Her nefes alışımızla vücudumuza oksijen alırız. Oksijen, ömrümüzün temelidir ve tüm hücrelerimizin oksijenle beslenmesi gerekir. Fakat, oksijenin vücudumuzda yanması sonucu muaf radikaller oluşur ve bu bağımsız radikaller kimi hengam hücrelerimize zarar vererek kimi marazlara sebep olabilirler.Normalde organizmamız, oluşan muaf radikallerin üstesinden gelebilmektedir. Lakin antioksidanlar ehliyetli değilse yahut bağımsız radikal seviyesi çok yüksekse vücudumuzda oksidatif gerilim oluşur. Oksiadatif gerilim, bağımsız radikal ve antioksidan savunması arasındaki istikrarın bozulması sonucu oluşmaktadır.
Sigara ve alkol tasarrufu, hava kirliliği, tarım ilaçları, ek unsurları , ultraviole ışınlar, radyasyon ve sıhhatsiz beslenme üzere pek çok etken vücudumuzda bağımsız radikal oluşumunu artırır. Hür radikaller ölçüsüz ölçüde üretilirse lipidler, proteinler ve genetik şifrenin bulunduğu DNA üzere temel hücre yapılarına zarar verir. Bunun sonucunda da süratli yaşlanmayla birlikte çeşitli marazların ortaya çıkmasına ve velev ölçüsüz şişmanlığa neden olmaktadır.
Yüksek muaf radikal seviyesinin neden olduğu marazlar nelerdir?
Şiddetli şişmanlık (obezite)
Kalp ve akciğer illetleri
Ateroskleroz (damar sertleşmesi)
Artrit (eklem iltihabı)
Çeşitli kanser çeşitleri
Diyabet
Bağışıklık sisteminin zayıflaması ve buna bağlı enfeksiyon marazları
Nörodejeneratif marazlar (parkinson, alzheimer)
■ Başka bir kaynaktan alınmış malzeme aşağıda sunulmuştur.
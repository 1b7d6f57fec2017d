// SPDX-FileCopyrightText: 2026 Parley Contributors
// SPDX-License-Identifier: MIT OR Apache-2.0

//! In-memory cache store for deterministic testing.

use std::collections::HashMap;
use std::sync::atomic::{AtomicI64, Ordering};

use async_trait::async_trait;
use tokio::sync::Mutex;

use parley_core::{
    CacheStore, ChatConfig, Message, MessageDraft, ParleyError, SavedFormValues,
};

/// A `CacheStore` backed by plain collections. Single identity; the
/// `user_key` scoping of the SQLite store is not reproduced here.
#[derive(Default)]
pub struct MemoryCacheStore {
    next_id: AtomicI64,
    not_sent: Mutex<Vec<Message>>,
    draft: Mutex<MessageDraft>,
    forms: Mutex<HashMap<i64, SavedFormValues>>,
    configs: Mutex<HashMap<String, ChatConfig>>,
    cached_files: Mutex<Vec<String>>,
}

impl MemoryCacheStore {
    pub fn new() -> Self {
        Self::default()
    }

    /// Paths passed to `cache_file`, in call order.
    pub async fn cached_files(&self) -> Vec<String> {
        self.cached_files.lock().await.clone()
    }
}

#[async_trait]
impl CacheStore for MemoryCacheStore {
    async fn next_local_id(&self) -> Result<i64, ParleyError> {
        Ok(self.next_id.fetch_sub(1, Ordering::SeqCst) - 1)
    }

    async fn add_not_sent(&self, message: &Message) -> Result<(), ParleyError> {
        self.not_sent.lock().await.push(message.clone());
        Ok(())
    }

    async fn update_not_sent(&self, message: &Message) -> Result<(), ParleyError> {
        let mut pending = self.not_sent.lock().await;
        match pending.iter_mut().find(|m| m.local_id == message.local_id) {
            Some(entry) => *entry = message.clone(),
            None => pending.push(message.clone()),
        }
        Ok(())
    }

    async fn remove_not_sent(&self, local_id: i64) -> Result<(), ParleyError> {
        self.not_sent.lock().await.retain(|m| m.local_id != local_id);
        Ok(())
    }

    async fn not_sent_messages(&self) -> Result<Vec<Message>, ParleyError> {
        Ok(self.not_sent.lock().await.clone())
    }

    async fn set_draft(&self, draft: &MessageDraft) -> Result<(), ParleyError> {
        *self.draft.lock().await = draft.clone();
        Ok(())
    }

    async fn get_draft(&self) -> Result<MessageDraft, ParleyError> {
        Ok(self.draft.lock().await.clone())
    }

    async fn take_draft(&self) -> Result<MessageDraft, ParleyError> {
        Ok(std::mem::take(&mut *self.draft.lock().await))
    }

    async fn save_form_values(
        &self,
        form_id: i64,
        values: &SavedFormValues,
    ) -> Result<(), ParleyError> {
        self.forms.lock().await.insert(form_id, values.clone());
        Ok(())
    }

    async fn load_form_values(&self, form_id: i64) -> Result<Option<SavedFormValues>, ParleyError> {
        Ok(self.forms.lock().await.get(&form_id).cloned())
    }

    async fn get_config(&self, identity: &ChatConfig) -> Result<Option<ChatConfig>, ParleyError> {
        Ok(self.configs.lock().await.get(&identity.user_key()).cloned())
    }

    async fn set_config(&self, config: &ChatConfig) -> Result<(), ParleyError> {
        self.configs
            .lock()
            .await
            .insert(config.user_key(), config.clone());
        Ok(())
    }

    async fn cache_file(&self, source: &str) -> Result<String, ParleyError> {
        self.cached_files.lock().await.push(source.to_string());
        Ok(format!("cached:{source}"))
    }

    async fn remove_cached_file(&self, cached: &str) -> Result<(), ParleyError> {
        self.cached_files
            .lock()
            .await
            .retain(|f| format!("cached:{f}") != cached);
        Ok(())
    }
}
DNA hasarı ve erken yaşlanma
Özgür radikal ölçüsü ölçülebilir mi?
Kandaki hidrojen peroksit (H2O2) ölçüsünün ölçülmesi ile oksidatif gerilim ölçülebilir. Hidrojen peroksit oksidatif gerilimin en düzgün göstergesidir. Hidrojen peroksit seviyesinin 2,25 mmol/L’nin üstünde olması oksidatif gerilim seviyesinin, hasebiyle doku hasarının yüksek olduğu mealine gelmektedir.
Oksidatif gerilim kimlerde daha yüksek seviyelerdedir?
Çok şişmanlar (obezler)
Hormon replasman tedavisi sahalar
Sigara ve alkol kullananlar
Yaşlılar
Kronik marazı olanlar
Ağır gerilimli hayatı olanlar
Hazır azık tüketimi çokça olan bireyler
Yüksek kolesterolü olanlar
Çok sayıda ve nizamlı ilaç kullananlar
Fizikî olarak inaktif olanlar
Meslek gereği yüksek radyasyona ve kimyasallara maruz kalan insanlar (doktor, hemşire, kimyager gibi)
Gebeler
Antioksidanlar nelerdir?
Antioksidanlar, vücudumuzda bağımsız radikallerin oluşturduğu oksidatif gerilimi azaltan ve özgür radikalleri ortadan kaldıran unsurlardır. Antioksidanların bir kısmı vücudumuzda üretilir, bir kısmını ise besinlerle alırız. Birtakım besinler güçlü antioksidan özellikleri ile ön plana çıkarlar. Kimi besinler hücrenin dışını korurken, bazıları hücre duvarını, bazıları de mitokondrileri savunmaktadır. Bu nedenle, olabildiğince geniş çeşitlilikte ve istikrarlı beslenilmelidir. Öte yandan, beslenme ile geniş kapsamlı bir antioksidan alımı da gerekmektedir:
C Vitamini: Hücre harici likitleri korur ve E vitamininin aktivasyonunu sağlar.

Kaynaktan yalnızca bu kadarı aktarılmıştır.